The issue of the trade route was closely linked with John III's main intention of reinforcing global security by becoming allies with the Celestial Empire. After the defeat of the Ottoman Empire at the Battle of Vienna, the Tsardom of Russia became the King's new, main concern. Unfortunately for the Polish King, at the time the Qing Emperor must have considered the Treaty of Nerchinsk to be sufficient assurance of peace with the Russian Tsardom. Moreover, the Chinese Empire's international relations at the time were based on the tributary system and all foreigner missions were expected to adopt a posture of subjugation. For Kangxi therefore it must have been unlikely to imagine alliance with a distant, European kingdom as essential in maintaining safety.

Verbiest died on 28 January 1688, 10 months before the date of the last letter of John III Sobieski, which indicated a depth of prior communication between them:

“Joannes Tertius Dei gratia Rex Poloniae…

Venerabilis Pater, devote nobis dilecte. Tametsi tardius per tanta terrarum spatia litterae Paternitatis Vestrae ad nos delatae sint, a tam grato tamen in aula Potentissimi Sinarum Regis Verbi Divini Administro, non potuerunt nisi esse gratissimae. At longe maioris adhuc aestimationis illae amoris et observantiae nobis fuerunt significationes Patrum Societatis, qui in nobilissima illa vinea Apostolica zelo, insignique fructu animarum et Ecclesiae incremento ibidem desudant, quibus vicissim singularem benevolentiam, quam Societatem nostro in Regno complectimur, Devot. Vestris animitus declaramus. Porro quod tantus Sinico – Tartaricus Monarcha, cui maxima pars orbis obtemperat, lubenti animo et effigiem nostram suspexerit et ottomanicam superbiam potentiamque, Superis propitiis, multiplicibus attritam esse victoriis curiosus intellexerit, aeque nobis honorificum ac iucundum esse non inficiamur, immo satisfactionem, quam inde cepimus et grati animi contestationem a Devot. Vestra Eidem Monarchae vicissim exhiberi impense desideramus. Applaudimus insuper Potentissimo Imperatori, quod tot nobilissimis Gentibus terra marique imperet et virtutibus nomen toto orbe celeberrimum impleat, diuturnos Suac M-ti annos, gloriae auctoramenta et omnimodam felicitatem a Supremo Numine auguramur, fidem et fraternam cum eodem amicitiam et sincere ambientes, quam certo nobis pollicemur. In hoc quoque non minimum experimur oblectamentum, quod quemadmodum Divina Providentia Polonicis armis et dexteris ad Christianae Religionis Sanctissimae contra barbaros et infidelissimos hostes defensionem uti dignata est, ita potentissimi et sapientissimi Monarchae protectione veri Dei Opt.
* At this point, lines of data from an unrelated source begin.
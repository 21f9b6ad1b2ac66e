//! `slipway init` — write a starter configuration.

use std::path::Path;

use anyhow::{bail, Context};

use slipway_core::Config;

pub fn run(path: &Path) -> anyhow::Result<()> {
    if path.exists() {
        bail!("{} already exists, not overwriting", path.display());
    }
    std::fs::write(path, Config::scaffold())
        .with_context(|| format!("failed to write {}", path.display()))?;
    println!("wrote {}", path.display());
    Ok(())
}

#[cfg(test)]
mod tests {
    use super::*;

    #[test]
    fn writes_a_parseable_scaffold() {
        let dir = tempfile::tempdir().unwrap();
        let path = dir.path().join("slipway.toml");

        run(&path).unwrap();
        assert!(Config::from_file(&path).is_ok());
    }

    #[test]
    fn refuses_to_overwrite() {
        let dir = tempfile::tempdir().unwrap();
        let path = dir.path().join("slipway.toml");
        std::fs::write(&path, "# existing").unwrap();

        assert!(run(&path).is_err());
        assert_eq!(std::fs::read_to_string(&path).unwrap(), "# existing");
    }
}
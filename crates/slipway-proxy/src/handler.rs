//! The host-routed request handler.
//!
//! Resolves the request's host against the route table, rewrites the
//! target to the live backend, injects forwarding headers, and relays the
//! response. Unknown hosts get a fixed 404 without any backend contact;
//! backend transport errors become 502; anything else that fails before a
//! response exists becomes 500. Internal error text never reaches the
//! client.

use std::net::IpAddr;

use http::header::{HeaderValue, CONTENT_TYPE, HOST, STRICT_TRANSPORT_SECURITY};
use http::uri::Uri;
use http::{Request, Response, StatusCode};
use hyper::body::{Body, Incoming};
use hyper_util::client::legacy::connect::HttpConnector;
use hyper_util::client::legacy::Client;
use hyper_util::rt::TokioExecutor;
use tracing::{debug, error, warn};

use slipway_routes::{RouteEntry, RouteTable};

use crate::relay::{self, BoxError, ProxyBody};
use crate::{compress, etag};

/// Middleware toggles around the core handler.
#[derive(Debug, Clone, Copy)]
pub struct ProxyOptions {
    /// Negotiate gzip/deflate response compression.
    pub compress: bool,
    /// Generate ETags and answer `If-None-Match`.
    pub etag: bool,
}

impl Default for ProxyOptions {
    fn default() -> Self {
        Self {
            compress: true,
            etag: true,
        }
    }
}

/// Per-request proxy logic over a shared outbound client.
pub struct ProxyHandler<B = Incoming> {
    routes: RouteTable,
    client: Client<HttpConnector, B>,
    options: ProxyOptions,
}

impl<B> ProxyHandler<B>
where
    B: Body + Send + Unpin + 'static,
    B::Data: Send,
    B::Error: Into<BoxError>,
{
    pub fn new(routes: RouteTable, options: ProxyOptions) -> Self {
        Self {
            routes,
            client: Client::builder(TokioExecutor::new()).build_http(),
            options,
        }
    }

    /// Serve one request. Always produces a response; failures are
    /// mapped to status codes here.
    pub async fn handle(
        &self,
        req: Request<B>,
        peer: IpAddr,
        proto: &'static str,
    ) -> Response<ProxyBody> {
        let method = req.method().clone();
        let request_headers = req.headers().clone();

        let Some(host) = request_host(&req) else {
            return not_found();
        };
        let Some(route) = self.routes.lookup(&host) else {
            debug!(%host, "no route for host");
            return not_found();
        };

        let response = match self.forward(req, &route, peer, proto).await {
            Ok(response) => response,
            Err(ForwardError::Transport(e)) => {
                warn!(%host, backend = %route.authority(), error = %e, "backend unreachable");
                return bad_gateway();
            }
            Err(ForwardError::Internal(detail)) => {
                error!(%host, %detail, "request forwarding failed");
                return internal_error();
            }
        };

        // Decorators are orthogonal; ETag hashes the uncompressed body,
        // so it runs inside the compression wrapper.
        let response = if self.options.etag {
            etag::apply(&method, &request_headers, response).await
        } else {
            response
        };
        if self.options.compress {
            compress::apply(&request_headers, response)
        } else {
            response
        }
    }

    async fn forward(
        &self,
        req: Request<B>,
        route: &RouteEntry,
        peer: IpAddr,
        proto: &'static str,
    ) -> Result<Response<ProxyBody>, ForwardError> {
        let (mut parts, body) = req.into_parts();

        let path_and_query = parts
            .uri
            .path_and_query()
            .map(|pq| pq.as_str().to_owned())
            .unwrap_or_else(|| "/".to_owned());
        let target = format!("http://{}{}", route.authority(), path_and_query);
        parts.uri = target
            .parse::<Uri>()
            .map_err(|e| ForwardError::Internal(format!("backend uri '{target}': {e}")))?;

        append_forwarded_for(&mut parts.headers, peer);
        parts
            .headers
            .insert("x-forwarded-proto", HeaderValue::from_static(proto));

        let outbound = Request::from_parts(parts, body);
        let response = self
            .client
            .request(outbound)
            .await
            .map_err(ForwardError::Transport)?;

        let (mut parts, body) = response.into_parts();
        parts.headers.insert(
            STRICT_TRANSPORT_SECURITY,
            HeaderValue::from_static("max-age=63072000"),
        );
        Ok(Response::from_parts(parts, relay::relay(body)))
    }
}

enum ForwardError {
    Transport(hyper_util::client::legacy::Error),
    Internal(String),
}

/// The routing host: absolute-form URI first, then the `Host` header,
/// lowercased with any port stripped.
fn request_host<B>(req: &Request<B>) -> Option<String> {
    if let Some(host) = req.uri().host() {
        return Some(host.to_ascii_lowercase());
    }
    let value = req.headers().get(HOST)?.to_str().ok()?;
    let host = if let Some(rest) = value.strip_prefix('[') {
        // Bracketed IPv6 literal.
        rest.split(']').next().unwrap_or(rest)
    } else {
        value.split(':').next().unwrap_or(value)
    };
    if host.is_empty() {
        return None;
    }
    Some(host.to_ascii_lowercase())
}

fn append_forwarded_for(headers: &mut http::HeaderMap, peer: IpAddr) {
    let value = match headers.get("x-forwarded-for").and_then(|v| v.to_str().ok()) {
        Some(existing) => format!("{existing}, {peer}"),
        None => peer.to_string(),
    };
    if let Ok(value) = HeaderValue::from_str(&value) {
        headers.insert("x-forwarded-for", value);
    }
}

fn plaintext(status: StatusCode, body: &'static str) -> Response<ProxyBody> {
    Response::builder()
        .status(status)
        .header(CONTENT_TYPE, "text/plain; charset=utf-8")
        .body(relay::full(body))
        .expect("static response")
}

fn not_found() -> Response<ProxyBody> {
    plaintext(
        StatusCode::NOT_FOUND,
        "no application configured for this host\n",
    )
}

fn bad_gateway() -> Response<ProxyBody> {
    plaintext(StatusCode::BAD_GATEWAY, "backend unavailable\n")
}

fn internal_error() -> Response<ProxyBody> {
    plaintext(StatusCode::INTERNAL_SERVER_ERROR, "internal error\n")
}
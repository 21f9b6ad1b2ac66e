//! Frame relay between backend and client.
//!
//! The backend body is pumped into a bounded channel by a task tied to
//! the request: each frame is forwarded as soon as it arrives, so the
//! client observes data while the backend is still producing it, and
//! trailer frames pass through after the data ends. The pump stops the
//! moment the body completes or the client hangs up (the channel closes),
//! leaving no per-request background work behind.

use bytes::Bytes;
use http_body_util::combinators::BoxBody;
use http_body_util::{BodyExt, Full, StreamBody};
use hyper::body::{Body, Frame};
use tokio::sync::mpsc;
use tokio_stream::wrappers::ReceiverStream;

/// Error type carried by relayed bodies.
pub type BoxError = Box<dyn std::error::Error + Send + Sync>;

/// Unified response body type for everything the proxy serves.
pub type ProxyBody = BoxBody<Bytes, BoxError>;

/// Frames buffered between backend and client before backpressure.
const RELAY_DEPTH: usize = 16;

/// A complete in-memory body.
pub fn full(content: impl Into<Bytes>) -> ProxyBody {
    Full::new(content.into())
        .map_err(|never| match never {})
        .boxed()
}

/// An empty body.
pub fn empty() -> ProxyBody {
    full(Bytes::new())
}

/// Relay a backend body to the client frame by frame.
pub fn relay<B>(backend: B) -> ProxyBody
where
    B: Body<Data = Bytes> + Send + Unpin + 'static,
    B::Error: std::error::Error + Send + Sync + 'static,
{
    let (tx, rx) = mpsc::channel::<Result<Frame<Bytes>, BoxError>>(RELAY_DEPTH);

    tokio::spawn(async move {
        let mut backend = backend;
        loop {
            match backend.frame().await {
                Some(Ok(frame)) => {
                    // A closed channel means the client went away; stop
                    // pulling from the backend.
                    if tx.send(Ok(frame)).await.is_err() {
                        break;
                    }
                }
                Some(Err(e)) => {
                    let _ = tx.send(Err(Box::new(e))).await;
                    break;
                }
                None => break,
            }
        }
    });

    StreamBody::new(ReceiverStream::new(rx)).boxed()
}

#[cfg(test)]
mod tests {
    use super::*;
    use http::HeaderMap;

    /// Body built from a scripted frame sequence.
    struct Scripted {
        frames: Vec<Frame<Bytes>>,
    }

    impl Body for Scripted {
        type Data = Bytes;
        type Error = std::convert::Infallible;

        fn poll_frame(
            mut self: std::pin::Pin<&mut Self>,
            _cx: &mut std::task::Context<'_>,
        ) -> std::task::Poll<Option<Result<Frame<Bytes>, Self::Error>>> {
            if self.frames.is_empty() {
                std::task::Poll::Ready(None)
            } else {
                std::task::Poll::Ready(Some(Ok(self.frames.remove(0))))
            }
        }
    }

    #[tokio::test]
    async fn data_and_trailers_pass_through() {
        let mut trailers = HeaderMap::new();
        trailers.insert("grpc-status", "0".parse().unwrap());
        let scripted = Scripted {
            frames: vec![
                Frame::data(Bytes::from_static(b"hello ")),
                Frame::data(Bytes::from_static(b"world")),
                Frame::trailers(trailers.clone()),
            ],
        };

        let collected = relay(scripted).collect().await.unwrap();
        assert_eq!(
            collected.trailers().map(|t| t.get("grpc-status").cloned()),
            Some(trailers.get("grpc-status").cloned())
        );
        assert_eq!(collected.to_bytes(), Bytes::from_static(b"hello world"));
    }

    #[tokio::test]
    async fn dropping_the_client_stops_the_pump() {
        let scripted = Scripted {
            frames: (0..1000)
                .map(|_| Frame::data(Bytes::from_static(b"chunk")))
                .collect(),
        };
        let body = relay(scripted);
        // Client goes away immediately; the pump must not spin forever.
        drop(body);
        tokio::task::yield_now().await;
    }

    #[tokio::test]
    async fn full_body_round_trips() {
        let collected = full("payload").collect().await.unwrap();
        assert_eq!(collected.to_bytes(), Bytes::from_static(b"payload"));
    }
}
//! Host allow-list for certificate issuance and SNI resolution.

use std::collections::HashSet;

use crate::error::{CertError, CertResult};

/// The set of hosts certificates may be issued or served for.
///
/// Anything outside the configured application set is rejected, which
/// keeps arbitrary `Host` headers and hostile SNI values from driving
/// unbounded issuance.
#[derive(Debug, Clone)]
pub struct HostPolicy {
    hosts: HashSet<String>,
}

impl HostPolicy {
    pub fn new(hosts: impl IntoIterator<Item = String>) -> Self {
        Self {
            hosts: hosts.into_iter().collect(),
        }
    }

    /// Whether the host is in the allow-list.
    pub fn allows(&self, host: &str) -> bool {
        self.hosts.contains(host)
    }

    /// Reject hosts outside the allow-list.
    pub fn check(&self, host: &str) -> CertResult<()> {
        if self.allows(host) {
            Ok(())
        } else {
            Err(CertError::HostNotAllowed(host.to_string()))
        }
    }

    /// All allowed hosts, sorted.
    pub fn hosts(&self) -> Vec<String> {
        let mut hosts: Vec<String> = self.hosts.iter().cloned().collect();
        hosts.sort();
        hosts
    }
}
Max. et Jesu Christi cultus promoveatur, ac Religiosi Soc. Jesu de Sancta Ecclesia tam bene meriti, Imperiali gratia foveantur. Unde Supremum Numen, novis in dies favoribus illum cumulaturum, tandemque verae lucis radiis eiusdem oculos, mentemque illuminaturum, quo longe amplius Regnum consequi, eoque frui in aeternum possit, speramus. Liber de rebus sinicis nondum in nostram devenit notitiam, gratissimum vero nobis fore confidat, si inposterum distinctissimas relationes, morum praecipue et rerum exoticarum, tum ad Regiones tum ad Personas, sive aulae sive aliorum spectant, quavis ad nos miserit occasione. Caeterum devotis Societatis suffragiis nos, domumque nostram commendatam cupimus.

Datum Jaworowiae, die 16 Novembris anno Domini 1688 Regni vero Nostri XV.  Joannes Rex.
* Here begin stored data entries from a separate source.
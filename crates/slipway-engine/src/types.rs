//! Engine-facing container types.

use std::collections::HashMap;
use std::time::Duration;

/// Everything needed to create one container.
#[derive(Debug, Clone, PartialEq)]
pub struct ContainerSpec {
    /// Engine container name (`running_<host>` / `next_<host>`).
    pub name: String,
    /// Image reference.
    pub image: String,
    /// Resolved `KEY=VALUE` environment entries.
    pub env: Vec<String>,
    /// Bind mounts as `host-path:container-path` pairs.
    pub binds: Vec<String>,
}

/// Engine-reported health of a container.
#[derive(Debug, Clone, Copy, PartialEq, Eq)]
pub enum HealthState {
    /// No health check is declared for this container.
    Absent,
    Starting,
    Healthy,
    Unhealthy,
}

/// The health check window a container declares for itself.
#[derive(Debug, Clone, Copy, PartialEq, Eq)]
pub struct HealthcheckWindow {
    pub interval: Duration,
    pub timeout: Duration,
    pub retries: u32,
}

impl HealthcheckWindow {
    /// Total time the engine may take before the check is conclusive.
    pub fn deadline(&self) -> Duration {
        (self.interval + self.timeout) * self.retries.max(1)
    }
}

/// Snapshot of one inspected container.
#[derive(Debug, Clone, PartialEq)]
pub struct ContainerInfo {
    pub id: String,
    pub name: String,
    pub image: String,
    pub running: bool,
    pub health: HealthState,
    /// The container's own configured check window, if it declares one.
    pub healthcheck: Option<HealthcheckWindow>,
    /// IP address per attached network.
    pub networks: HashMap<String, String>,
}

impl ContainerInfo {
    /// IP address on the given network, if attached.
    pub fn ip_on(&self, network: &str) -> Option<&str> {
        self.networks.get(network).map(String::as_str)
    }
}

/// One entry from a container listing.
#[derive(Debug, Clone, PartialEq)]
pub struct ContainerSummary {
    pub id: String,
    pub name: String,
    pub image: String,
    pub running: bool,
}

#[cfg(test)]
mod tests {
    use super::*;

    #[test]
    fn healthcheck_deadline_scales_with_retries() {
        let window = HealthcheckWindow {
            interval: Duration::from_secs(5),
            timeout: Duration::from_secs(2),
            retries: 3,
        };
        assert_eq!(window.deadline(), Duration::from_secs(21));
    }

    #[test]
    fn healthcheck_deadline_with_zero_retries() {
        let window = HealthcheckWindow {
            interval: Duration::from_secs(5),
            timeout: Duration::from_secs(2),
            retries: 0,
        };
        // Treated as one attempt.
        assert_eq!(window.deadline(), Duration::from_secs(7));
    }

    #[test]
    fn ip_lookup_by_network() {
        let mut networks = HashMap::new();
        networks.insert("slipway".to_string(), "172.18.0.5".to_string());
        let info = ContainerInfo {
            id: "abc".to_string(),
            name: "running_a.example.com".to_string(),
            image: "app:1".to_string(),
            running: true,
            health: HealthState::Healthy,
            healthcheck: None,
            networks,
        };
        assert_eq!(info.ip_on("slipway"), Some("172.18.0.5"));
        assert_eq!(info.ip_on("bridge"), None);
    }
}
//! slipway.toml configuration parser.

use std::collections::HashSet;
use std::path::{Path, PathBuf};

use serde::{Deserialize, Serialize};

use crate::error::{ConfigError, ConfigResult};
use crate::types::Application;

/// Top-level configuration loaded from `slipway.toml`.
#[derive(Debug, Clone, Serialize, Deserialize)]
pub struct Config {
    #[serde(default)]
    pub engine: EngineConfig,
    #[serde(default)]
    pub proxy: ProxyConfig,
    #[serde(default)]
    pub tls: TlsConfig,
    #[serde(default)]
    pub apps: Vec<Application>,
}

/// Container engine connection settings.
#[derive(Debug, Clone, Serialize, Deserialize)]
#[serde(default)]
pub struct EngineConfig {
    /// Engine socket path; the platform default is used when absent.
    pub socket: Option<String>,
}

/// Listener settings for the reverse proxy.
#[derive(Debug, Clone, Serialize, Deserialize)]
#[serde(default)]
pub struct ProxyConfig {
    /// Plaintext listener port (ACME challenges + HTTPS redirect).
    pub http_port: u16,
    /// TLS listener port (all proxied traffic).
    pub https_port: u16,
    /// Negotiate gzip/deflate response compression.
    #[serde(default = "default_true")]
    pub compress: bool,
    /// Generate ETags and answer conditional requests.
    #[serde(default = "default_true")]
    pub etag: bool,
}

fn default_true() -> bool {
    true
}

/// TLS certificate settings.
#[derive(Debug, Clone, Serialize, Deserialize)]
#[serde(default)]
pub struct TlsConfig {
    pub mode: TlsMode,
    /// Contact address for the ACME account (required in `acme` mode).
    pub acme_email: Option<String>,
    /// ACME directory URL; Let's Encrypt production when absent.
    pub acme_directory: Option<String>,
    /// Directory holding the ACME account and issued certificates.
    pub acme_cache_dir: PathBuf,
    /// Self-signed certificate path.
    pub cert_path: PathBuf,
    /// Self-signed private key path.
    pub key_path: PathBuf,
}

/// Which certificate source the proxy terminates TLS with.
#[derive(Debug, Clone, Copy, PartialEq, Eq, Serialize, Deserialize)]
#[serde(rename_all = "snake_case")]
pub enum TlsMode {
    SelfSigned,
    Acme,
}

impl Default for EngineConfig {
    fn default() -> Self {
        Self { socket: None }
    }
}

impl Default for ProxyConfig {
    fn default() -> Self {
        Self {
            http_port: 80,
            https_port: 443,
            compress: true,
            etag: true,
        }
    }
}

impl Default for TlsConfig {
    fn default() -> Self {
        Self {
            mode: TlsMode::SelfSigned,
            acme_email: None,
            acme_directory: None,
            acme_cache_dir: PathBuf::from("/var/lib/slipway/acme"),
            cert_path: PathBuf::from("/var/lib/slipway/self-signed.crt"),
            key_path: PathBuf::from("/var/lib/slipway/self-signed.key"),
        }
    }
}

impl Config {
    /// Load and validate a configuration file.
    pub fn from_file(path: &Path) -> ConfigResult<Self> {
        let content = std::fs::read_to_string(path).map_err(|source| ConfigError::Read {
            path: path.display().to_string(),
            source,
        })?;
        let config: Config = toml::from_str(&content).map_err(|source| ConfigError::Parse {
            path: path.display().to_string(),
            source,
        })?;
        config.validate()?;
        Ok(config)
    }

    /// Validate cross-field constraints.
    pub fn validate(&self) -> ConfigResult<()> {
        let mut hosts = HashSet::new();
        for app in &self.apps {
            app.validate()?;
            if !hosts.insert(app.host.as_str()) {
                return Err(ConfigError::DuplicateHost(app.host.clone()));
            }
        }
        if self.proxy.http_port == self.proxy.https_port {
            return Err(ConfigError::Invalid(
                "http_port and https_port must differ".into(),
            ));
        }
        if self.tls.mode == TlsMode::Acme && self.tls.acme_email.is_none() {
            return Err(ConfigError::Invalid(
                "tls.acme_email is required in acme mode".into(),
            ));
        }
        Ok(())
    }

    /// The set of hosts the proxy and certificate manager may serve.
    pub fn hosts(&self) -> Vec<String> {
        self.apps.iter().map(|a| a.host.clone()).collect()
    }

    /// Look up an application by host.
    pub fn app(&self, host: &str) -> Option<&Application> {
        self.apps.iter().find(|a| a.host == host)
    }

    /// Scaffold a commented starter configuration for `slipway init`.
    pub fn scaffold() -> String {
        r#"# slipway configuration

[engine]
# socket = "/var/run/docker.sock"

[proxy]
http_port = 80
https_port = 443

[tls]
mode = "self_signed"        # or "acme"
# acme_email = "ops@example.com"
# acme_cache_dir = "/var/lib/slipway/acme"
cert_path = "/var/lib/slipway/self-signed.crt"
key_path = "/var/lib/slipway/self-signed.key"

[[apps]]
host = "app.example.com"
image = "registry.example.com/app:latest"
network = "slipway"
container_port = 8080
warm = false
env = ["RUST_LOG=info"]
volumes = []
"#
        .to_string()
    }
}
The fact that the letter was hand-written by the Polish King himself indicates the great importance he attached to this matter. Although the letter returned unanswered, it has not stopped John III from further attempts of establishing diplomatic ties with the Chinese court. Sobieski continued to exchange letters with Philippus Maria Grimaldi, the successor of Verbiest on the Kangxi's court. John III had high hopes for establishing exotic relations with the Chinese court.

The efforts were also motivated by his interest in the Chinese culture. John III was curious about such matters as Chinese customs, organization of the court (government) or the size of the army. He asked Verbiest these and similar questions seeking reliable and first-hand information.